AGENDA CULTURAL

6.4.13

A gargalhada do papa



Hélio Consolaro*

As atitudes que quebram paradigmas me são simpáticas. O ministro Joaquim Barbosa de camiseta polo, por exemplo, tomando uma cerveja num bar é muito interessante, para quem está acostumado a vê-lo de toga, vestido de morcego.
De toga, o ministro negro ganha solenidade, como dizia minha avó, fica parecendo gente. Brancos paramentados causam a mesma impressão, mas observe, caro leitor, a foto como o ministro à paisana fica com a cara de habituê de boteco, parecendo corintiano.

Com essa foto, o fotógrafo quis mostrar quão vulgar ou normal são as autoridades, astros, artistas ou ídolos fora dos pedestais. Não desejo destronar ninguém, mas ver estereótipos caindo aos pedaços é tudo que enlouquece um poeta, um publicitário, uma pessoa com o saco cheio das formalidades.

Outra foto que encantou por sua singularidade e singeleza foi a do papa Francisco. Foto de papa circunspecto, rezando, cara de quem está suportando as dores do mundo é comum. Que as santidades gargalham em momentos mais reservados de sua convivência é fato, mas se deixando fotografar assim, disseminando a imagem para o mundo é a grande novidade.
Para quem não sabe, sorrir era coisa do diabo durante a Idade Média, época em que a Igreja Católica metia bedelho em tudo. Convido o leitor a procurar alguma imagem de Jesus Cristo gargalhando ou mostrando os dentes. Nem as imagens de santos chegam a tanto. Todos são desenhados, imaginados na maior seriedade. Nos vitrais da época, só o diabo aparece gargalhando.

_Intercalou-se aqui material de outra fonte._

//! Read-only hotel directory record.

use serde::{Deserialize, Serialize};
use sqlx::FromRow;

/// A hotel as known to the upstream booking system.
///
/// The pipeline only ever reads this table; it is owned by the admin
/// application. The `external_id` is opaque here and the `slug` is the
/// normalized directory key under which media is stored.
#[derive(Serialize, Deserialize, Clone, FromRow, Debug)]
pub struct Hotel {
    /// Identifier assigned by the upstream booking system.
    pub external_id: String,

    /// Normalized directory key (see `naming::normalize_slug`).
    pub slug: String,

    /// Display name, carried along for logging only.
    pub name: String,
}
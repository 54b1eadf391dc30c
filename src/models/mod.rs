//! Core data models for the hotel media pipeline.
//!
//! These entities mirror the metadata tables that shadow the two blob tiers.
//! They map cleanly to database tables via `sqlx::FromRow` and serialize
//! naturally as JSON via `serde`.

pub mod hotel;
pub mod media;
pub mod version;
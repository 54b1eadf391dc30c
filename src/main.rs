use anyhow::Result;
use axum::Router;
use sqlx::sqlite::SqlitePoolOptions;
use std::{fs, io::ErrorKind, path::Path, sync::Arc, time::Duration};
use tokio::net::TcpListener;
use tracing_subscriber::EnvFilter;

mod config;
mod errors;
mod handlers;
mod models;
mod routes;
mod services;

use services::{MediaService, fetch::HttpSourceFetcher, object_store::LocalStore};

#[tokio::main]
async fn main() -> Result<()> {
    // --- Logging setup ---
    tracing_subscriber::fmt()
        .with_env_filter(EnvFilter::from_default_env())
        .init();

    // --- Parse config + migrate flag ---
    let (cfg, migrate) = config::AppConfig::from_env_and_args()?;

    tracing::info!("Starting media-pipeline with config: {:?}", cfg);

    // --- Ensure storage directory exists ---
    if !Path::new(&cfg.storage_dir).exists() {
        fs::create_dir_all(&cfg.storage_dir)?;
        tracing::info!("Created storage directory at {}", cfg.storage_dir);
    }

    // --- Initialize SQLite connection ---
    let db_url = &cfg.database_url;
    tracing::debug!("Connecting using raw URL => {}", db_url);

    // Extract the local file path SQLx will use
    let db_path = db_url
        .trim_start_matches("sqlite://")
        .trim_start_matches("file:");
    tracing::debug!("Interpreted SQLite path => {}", db_path);

    // Create parent directory if needed
    if let Some(parent) = Path::new(db_path).parent() {
        if !parent.exists() {
            fs::create_dir_all(parent)?;
            tracing::info!("Created missing directory {:?}", parent);
        }
    }

    let db: Arc<sqlx::Pool<sqlx::Sqlite>> = Arc::new(
        SqlitePoolOptions::new()
            .max_connections(5)
            .connect(db_url)
            .await?,
    );

    // --- Handle migration mode ---
    if migrate {
        run_migrations(&db).await?;
        tracing::info!("Database migration complete.");
        return Ok(()); // exit after migration
    }

    // --- Initialize core service ---
    let store = Arc::new(LocalStore::new(
        cfg.storage_dir.clone(),
        cfg.public_base_url.clone(),
    ));
    let fetcher = Arc::new(HttpSourceFetcher::new(
        Duration::from_secs(cfg.source_timeout_secs),
        None,
    )?);
    let service = MediaService::new(db.clone(), store, fetcher);

    // --- Build router ---
    let app: Router = routes::routes::routes().with_state(service);

    // --- Start server ---
    let addr = cfg.addr();
    let listener = match TcpListener::bind(&addr).await {
        Ok(listener) => listener,
        Err(err)
            if err.kind() == ErrorKind::PermissionDenied
                && matches!(cfg.host.as_str(), "0.0.0.0" | "::") =>
        {
            let fallback_addr = format!("127.0.0.1:{}", cfg.port);
            tracing::warn!(
                "Permission denied binding to {} ({}). Falling back to {}",
                addr,
                err,
                fallback_addr
            );
            TcpListener::bind(&fallback_addr).await?
        }
        Err(err) => return Err(err.into()),
    };

    tracing::info!("Server listening on http://{}", listener.local_addr()?);
    axum::serve(listener, app).await?;

    Ok(())
}

/// Run SQLite migrations manually from the embedded SQL file.
async fn run_migrations(db: &Arc<sqlx::Pool<sqlx::Sqlite>>) -> Result<()> {
    let statements = sql_statements(include_str!("../migrations/0001_init.sql"));

    tracing::info!("Running {} migration statements...", statements.len());

    for stmt in statements {
        tracing::debug!("Executing migration SQL: {}", stmt);
        sqlx::query(&stmt).execute(&**db).await?;
    }

    Ok(())
}

/// Split a migration script into executable statements. `--` comment lines
/// are dropped first so punctuation inside a comment cannot end up in a
/// statement.
pub(crate) fn sql_statements(sql: &str) -> Vec<String> {
    let without_comments = sql
        .lines()
        .filter(|line| !line.trim_start().starts_with("--"))
        .collect::<Vec<_>>()
        .join("\n");
    without_comments
        .split(';')
        .map(str::trim)
        .filter(|s| !s.is_empty())
        .map(str::to_string)
        .collect()
}

#[cfg(test)]
mod tests {
    use super::sql_statements;

    #[test]
    fn splitter_drops_comment_lines_before_splitting() {
        let statements = sql_statements(
            "-- a comment; with a semicolon\nCREATE TABLE a (x INTEGER);\n\n\
             -- another one\nCREATE TABLE b (y INTEGER);\n",
        );
        assert_eq!(
            statements,
            vec!["CREATE TABLE a (x INTEGER)", "CREATE TABLE b (y INTEGER)"]
        );
    }

    #[test]
    fn embedded_migration_splits_into_pure_sql() {
        let statements = sql_statements(include_str!("../migrations/0001_init.sql"));
        assert!(!statements.is_empty());
        for stmt in statements {
            assert!(stmt.starts_with("CREATE"), "unexpected fragment: {}", stmt);
        }
    }
}
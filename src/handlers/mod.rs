pub mod health_handlers;
pub mod media_handlers;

Interior das igrejas são verdadeiros ambientes fúnebres. Deus é apresentado como aquele que não quer ver seus filhos felizes, um distribuidor de desgraças: “Seja o que Deus quiser”. Daí as situações mais alegres serem chamadas de “do jeito que o diabo gosta”.

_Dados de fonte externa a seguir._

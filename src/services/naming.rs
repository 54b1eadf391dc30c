//! Naming codec for media object names and paths.
//!
//! Pure and deterministic — no I/O. Every other engine derives names and
//! paths through these functions so the same hotel always maps to the same
//! directories regardless of historical slug formatting drift.

use once_cell::sync::Lazy;
use regex::Regex;

/// Storage tier root for source-fidelity copies.
pub const ORIGINALS_TIER: &str = "originals";
/// Storage tier root for derived, web-optimized renditions.
pub const PUBLIC_TIER: &str = "public";

/// Target width embedded in public rendition names.
pub const PUBLIC_WIDTH: u32 = 1600;
/// Output format of public renditions.
pub const PUBLIC_FORMAT: &str = "webp";

/// One of the two parallel storage roots.
#[derive(Clone, Copy, Debug, PartialEq, Eq)]
pub enum Tier {
    Originals,
    Public,
}

impl Tier {
    pub fn root(self) -> &'static str {
        match self {
            Tier::Originals => ORIGINALS_TIER,
            Tier::Public => PUBLIC_TIER,
        }
    }
}

/// Identifiers recovered from a stored file name.
#[derive(Clone, Debug, PartialEq, Eq)]
pub struct ParsedMedia {
    pub external_id: String,
    /// 1-based position within the hotel's photo set. `None` for legacy
    /// names that never carried one.
    pub sequence: Option<u32>,
}

/// Normalize a raw slug into the canonical directory key.
///
/// Lowercases, collapses every run of non-alphanumeric characters into a
/// single hyphen, and trims leading/trailing hyphens. Idempotent:
/// `normalize_slug(normalize_slug(x)) == normalize_slug(x)`.
pub fn normalize_slug(raw: &str) -> String {
    let mut out = String::with_capacity(raw.len());
    let mut pending_sep = false;
    for c in raw.chars() {
        if c.is_ascii_alphanumeric() {
            if pending_sep && !out.is_empty() {
                out.push('-');
            }
            pending_sep = false;
            out.push(c.to_ascii_lowercase());
        } else {
            pending_sep = true;
        }
    }
    out
}

/// Two-digit, zero-padded sequence label, e.g. `7 -> "07"`.
pub fn sequence_label(seq: u32) -> String {
    format!("{:02}", seq)
}

/// Canonical file name in the originals tier:
/// `{slug}_{externalId}_{NN}.{ext}`.
pub fn original_filename(slug: &str, external_id: &str, seq: u32, ext: &str) -> String {
    format!("{}_{}_{}.{}", slug, external_id, sequence_label(seq), ext)
}

/// Canonical file name in the public tier:
/// `{slug}_{externalId}_{NN}_{width}w.{format}`.
pub fn public_filename(slug: &str, external_id: &str, seq: u32, width: u32, format: &str) -> String {
    format!(
        "{}_{}_{}_{}w.{}",
        slug,
        external_id,
        sequence_label(seq),
        width,
        format
    )
}

/// Directory for a hotel within a tier, e.g. `public/aman-tokyo`.
pub fn tier_dir(tier: Tier, slug: &str) -> String {
    format!("{}/{}", tier.root(), slug)
}

/// Full object path in the originals tier.
pub fn original_path(slug: &str, file_name: &str) -> String {
    format!("{}/{}/{}", ORIGINALS_TIER, slug, file_name)
}

/// Full object path in the public tier.
pub fn public_path(slug: &str, file_name: &str) -> String {
    format!("{}/{}/{}", PUBLIC_TIER, slug, file_name)
}

/// Bare file name from an object path.
pub fn file_name_of(path: &str) -> &str {
    path.rsplit('/').next().unwrap_or(path)
}

/// File extension from a URL or path, lowercased, query string stripped.
/// Defaults to `jpg` when the source carries none.
pub fn extension_of(url: &str) -> String {
    let trimmed = url.split(['?', '#']).next().unwrap_or(url);
    match trimmed.rsplit('/').next().and_then(|name| {
        let (_, ext) = name.rsplit_once('.')?;
        (!ext.is_empty() && ext.len() <= 5 && ext.chars().all(|c| c.is_ascii_alphanumeric()))
            .then(|| ext.to_ascii_lowercase())
    }) {
        Some(ext) => ext,
        None => "jpg".to_string(),
    }
}

// Oldest layout: `{externalId}-{timestamp}.{ext}`, no sequence.
static LEGACY_TIMESTAMP: Lazy<Regex> =
    Lazy::new(|| Regex::new(r"^(\d+)-\d{6,}\.\w+$").unwrap());
// Interim layout: `{slug}__{externalId}__{NN}__variant.{ext}`.
static LEGACY_DOUBLE_UNDERSCORE: Lazy<Regex> =
    Lazy::new(|| Regex::new(r"^.+?__(\d+)__(\d{1,2})__.+\.\w+$").unwrap());
// Current layout: `{slug}_{externalId}_{NN}[_{width}w].{ext}`.
static CANONICAL: Lazy<Regex> =
    Lazy::new(|| Regex::new(r"^.+_(\d+)_(\d{2})(?:_\d+w)?\.\w+$").unwrap());

/// Recover `(external_id, sequence)` from a stored file name.
///
/// Tries each historical naming pattern in order, oldest first where the
/// grammar is unambiguous; the first match wins. Returns `None` when no
/// pattern matches so callers can report the file as unparseable instead
/// of silently dropping it.
pub fn parse_media_filename(name: &str) -> Option<ParsedMedia> {
    if let Some(caps) = LEGACY_TIMESTAMP.captures(name) {
        return Some(ParsedMedia {
            external_id: caps[1].to_string(),
            sequence: None,
        });
    }
    if let Some(caps) = LEGACY_DOUBLE_UNDERSCORE.captures(name) {
        return Some(ParsedMedia {
            external_id: caps[1].to_string(),
            sequence: caps[2].parse().ok(),
        });
    }
    if let Some(caps) = CANONICAL.captures(name) {
        return Some(ParsedMedia {
            external_id: caps[1].to_string(),
            sequence: caps[2].parse().ok(),
        });
    }
    None
}

/// Guess a MIME type from a file name extension.
pub fn content_type_for(name: &str) -> &'static str {
    match name.rsplit('.').next().map(str::to_ascii_lowercase).as_deref() {
        Some("jpg") | Some("jpeg") => "image/jpeg",
        Some("png") => "image/png",
        Some("webp") => "image/webp",
        Some("avif") => "image/avif",
        Some("gif") => "image/gif",
        _ => "application/octet-stream",
    }
}

#[cfg(test)]
mod tests {
    use super::*;

    #[test]
    fn normalize_is_idempotent_and_deterministic() {
        let once = normalize_slug("  Aman   Tokyo / Ōtemachi ");
        assert_eq!(once, normalize_slug(&once));
        assert_eq!(normalize_slug("Aman-Tokyo"), "aman-tokyo");
        assert_eq!(normalize_slug("aman_tokyo"), "aman-tokyo");
        assert_eq!(normalize_slug("--aman--tokyo--"), "aman-tokyo");
    }

    #[test]
    fn builds_canonical_names() {
        assert_eq!(
            original_filename("aman-tokyo", "12345", 1, "jpg"),
            "aman-tokyo_12345_01.jpg"
        );
        assert_eq!(
            public_filename("aman-tokyo", "12345", 3, 1600, "webp"),
            "aman-tokyo_12345_03_1600w.webp"
        );
        assert_eq!(
            original_path("aman-tokyo", "aman-tokyo_12345_01.jpg"),
            "originals/aman-tokyo/aman-tokyo_12345_01.jpg"
        );
        assert_eq!(
            public_path("aman-tokyo", "x.webp"),
            "public/aman-tokyo/x.webp"
        );
    }

    #[test]
    fn round_trips_built_names() {
        for seq in [1u32, 2, 9, 10, 42, 99] {
            let original = original_filename("aman-tokyo", "12345", seq, "jpg");
            let parsed = parse_media_filename(&original).unwrap();
            assert_eq!(parsed.external_id, "12345");
            assert_eq!(parsed.sequence, Some(seq));

            let public = public_filename("aman-tokyo", "12345", seq, 1600, "webp");
            let parsed = parse_media_filename(&public).unwrap();
            assert_eq!(parsed.external_id, "12345");
            assert_eq!(parsed.sequence, Some(seq));
        }
    }

    #[test]
    fn parses_legacy_patterns_in_order() {
        // Oldest: external id + timestamp, no sequence.
        let parsed = parse_media_filename("98765-1577836800123.jpeg").unwrap();
        assert_eq!(parsed.external_id, "98765");
        assert_eq!(parsed.sequence, None);

        // Interim double-underscore layout.
        let parsed = parse_media_filename("aman-tokyo__12345__7__large.webp").unwrap();
        assert_eq!(parsed.external_id, "12345");
        assert_eq!(parsed.sequence, Some(7));

        // Unknown names are reported, not guessed at.
        assert_eq!(parse_media_filename("thumbnail.png"), None);
        assert_eq!(parse_media_filename("IMG 4021.jpg"), None);
    }

    #[test]
    fn extension_handles_queries_and_missing() {
        assert_eq!(extension_of("https://cdn.example.com/a/b.PNG?w=200"), "png");
        assert_eq!(extension_of("https://cdn.example.com/a/photo"), "jpg");
        assert_eq!(extension_of("https://cdn.example.com/a.b/photo.jpeg#f"), "jpeg");
    }

    #[test]
    fn content_types_cover_common_formats() {
        assert_eq!(content_type_for("a_01.jpg"), "image/jpeg");
        assert_eq!(content_type_for("a_01_1600w.webp"), "image/webp");
        assert_eq!(content_type_for("mystery.bin"), "application/octet-stream");
    }
}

Papa Francisco está fazendo o mundo se esquecer do carrancudo Bento 16, com a cara de velhinho que considera o mundo perdido.  É a igreja mostrando uma cara leve, mais suave. Pode ser marketing? Pode. E é, mas longe do Francisco a artificialidade. Desde João Paulo 1. º não elogio um papa. Sinto-me mais confortável com o novo pontífice.

*Hélio Consolaro é professor, jornalista e escritor. Secretário municipal de Cultura de Araçatuba-SP.
      

2 comentários:

WALTER MIRANDA disse...

Salvo melhor esclarecimento, a expressão de que um negro togado fica parecendo gente, dita pela sua mãe, demonstra o quanto ainda ontem o preconceito e o racismo estava introjetado nos imaginários de uma sociedade que discriminava, e continua discriminando, os negros.Espero que o filho da mãe que via o negro de maneira diferenciada não pense igual.
O ser humano Joaquim Barbosa, fora do seu ambiente de trabalho, é um cidadão comum e, com certeza, não mistura uma coisa com a outra. Foi firme no julgamento dos mensaleiros e não se curva diante de qualquer autoridade corrupta.Depois disso pode tomar a sua cerveja com amigos da sua confiança e intimidade pessoal. O Lula, por exemplo, fora do seu Gabinete em Brasília aprontava as dele e o povão, principalmente os petistas, adoravam esse comportamento.

Hélio Consolaro disse...

Lourival Amilton
11:16 (7 horas atrás)

para mim
O professor é você mas sou eu que lhe dou 10 pela crônica sôbre a risada do papa. Uma vez, adolescente, fiz uma piada com a minha mãe, que me reprendia por eu não ter ido à Escola Dominical da minha igreja para ir jogar bola. Disse-lhe que no domingo Deus descansava, não queria ser incomodado. Ela me disse: Mas não vai jogar bola. Eu lhe respondi que é porque não tinha com quem, e se tivesse, não teria graça, ganharia sempre. Ela me disse que eu estava blasfemando, e eu nem sabia ainda direito o que era isso. Mas deduzi que não era coisa boa. E lhe respondi que achava que ele estava rindo da minha piadinha.
- Menino, que blasfêmia!
- Por quê, mãe, Deus não ri?
Ela ficou em dúvida. E acho que ainda estava em dúvida quando ele a levou. Mas tenho certeza que a recebeu com um belo sorriso.